First, money will always be the main problem, especially because there have been huge budget cuts across the state. Second, allowing inmates with felonies to receive state assistance; this ban intensifies the financial pressures that cause individuals to commit crimes or use drugs. Third, allowing inmates with felonies to receive Federal Student Financial Aid; this ban prevents individuals from being able to access educational opportunities. Fourth; unfair barriers to housing, a criminal record often limits or denies an inmate federally assisted housing, and private sector housing.

Fifth; unfair barriers to employment opportunities limits individuals with criminal records. The last barrier is obtaining addiction treatment following the release from prison or proper medical care. We must ensure these individuals have access to treatment services. Whether the public likes it or not, legislation, and programs are something that is very necessary to keep offenders from re-offending, and to keep society safe. Either society wants to stop people from pursuing careers in crime or they will continue to pay into a failing system; prison.

The way that the public can be won over is clarifying that putting money into these programs is beneficial is by providing them with true facts on how community sentences and restorative justice is the answer. Above all, Congress needs to recognize that our current criminal justice system is failing. It is imperative that new legislation is voted for to help in the reentry process. Equally important is the public needs to be educated” truthfully” on crime, and statistics and do more research before voting an individual into office. In truth, it costs less to invest in prevention programs then it does to house an inmate in prison.

The public needs to realize it will take time; however, it is worthwhile. Turning someone’s life around requires an upfront investment of time and resources. These are genuine interventions that will change the lives of these offenders, plus reduce crime. To cut budget costs and release criminals back into society is a high risk; however, if criminals can be taught how to change, an impact on the problems of recidivism rates, drug abuse, violence, and crime can be achieved. Strong support that focuses on prevention interventions is the most valuable strategy that will help an offender who is put back into society.

With a plan, and providing resources is the key to successful re-integration, otherwise we are only setting the inmate up for failure. According to the U. S. Department of Justice (DOJ), Office of Justice Programs (OJP), on an annual basis, more than 650,000 offenders are released from incarceration and return to communities nationwide. Two-thirds of those released are likely to recidivate. Given this, offenders who are released early pose a significant challenge to public safety (Bureau of Justice Assistance, n. d. ).

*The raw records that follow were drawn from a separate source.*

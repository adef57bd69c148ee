//! The service factory: expose a guest instance as a native service.
//!
//! The mirror of [`Host`](crate::host::Host): [`ServiceBinding::create`]
//! indexes the same descriptors by native name, and
//! [`ServiceBinding::call`] routes a native invocation through
//! [`call_wasm`] onto a wire-side function table. Functions of a
//! resource are addressed as `"{resource}.{function}"`.
//!
//! [`call_wasm`]: crate::func::FunctionType::call_wasm

use std::collections::HashMap;
use std::sync::Arc;

use crate::abi::error::{CanonicalAbiError, Result};
use crate::abi::flat::FlatValue;
use crate::abi::memory::GuestMemory;
use crate::abi::CanonOptions;
use crate::func::FunctionType;
use crate::types::ResourceType;
use crate::value::Value;

/// The wire-side function table exported by a guest instance.
pub trait WireTable<M: GuestMemory + ?Sized> {
    /// Invoke the guest function exported under `wire_name`.
    fn invoke(
        &mut self,
        mem: &mut M,
        wire_name: &str,
        params: &[FlatValue],
    ) -> Result<Option<FlatValue>>;
}

impl<M: GuestMemory + ?Sized, F> WireTable<M> for F
where
    F: FnMut(&mut M, &str, &[FlatValue]) -> Result<Option<FlatValue>>,
{
    fn invoke(
        &mut self,
        mem: &mut M,
        wire_name: &str,
        params: &[FlatValue],
    ) -> Result<Option<FlatValue>> {
        self(mem, wire_name, params)
    }
}

/// A native-shaped view of a guest's exports.
pub struct ServiceBinding {
    entries: HashMap<String, Arc<FunctionType>>,
}

impl ServiceBinding {
    /// Index free functions by native name and resource functions as
    /// `"{resource}.{function}"`. Duplicate names fail.
    pub fn create(
        functions: &[Arc<FunctionType>],
        resources: &[Arc<ResourceType>],
    ) -> Result<Self> {
        let mut entries = HashMap::new();
        for func in functions {
            insert_entry(&mut entries, func.name().to_owned(), func.clone())?;
        }
        for resource in resources {
            for func in resource.functions() {
                let name = format!("{}.{}", resource.name(), func.name());
                insert_entry(&mut entries, name, func.clone())?;
            }
        }
        Ok(Self { entries })
    }

    /// The descriptor behind a native name.
    pub fn function(&self, name: &str) -> Option<&Arc<FunctionType>> {
        self.entries.get(name)
    }

    /// The exposed native names, in no particular order.
    pub fn names(&self) -> impl Iterator<Item = &str> {
        self.entries.keys().map(String::as_str)
    }

    /// Call the guest function known natively as `name` with native
    /// arguments, returning its native result.
    pub fn call<M: GuestMemory + ?Sized>(
        &self,
        name: &str,
        mem: &mut M,
        wire: &mut dyn WireTable<M>,
        args: &[Value],
        opts: &CanonOptions,
    ) -> Result<Option<Value>> {
        let func = self
            .entries
            .get(name)
            .ok_or_else(|| CanonicalAbiError::abi(format!("no function named `{name}`")))?;
        func.call_wasm(mem, args, opts, &mut |mem, params| {
            wire.invoke(mem, func.wire_name(), params)
        })
    }
}

fn insert_entry(
    entries: &mut HashMap<String, Arc<FunctionType>>,
    name: String,
    func: Arc<FunctionType>,
) -> Result<()> {
    if entries.insert(name.clone(), func).is_some() {
        return Err(CanonicalAbiError::abi(format!(
            "duplicate function name `{name}`"
        )));
    }
    Ok(())
}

It is imperative that criminals who are let out of incarceration early from prison have better supervision if we want to reduce crime. Furthermore with proper freeing of inmates not a threat to society will allow the criminal justice system to ensure that those who are a threat remain incarcerated for the duration of their sentence. Intensive efforts among law enforcement, courts, and corrections will address offender reintegration and the impact of programs and initiatives will help transition offenders back into the community and reduce recidivism.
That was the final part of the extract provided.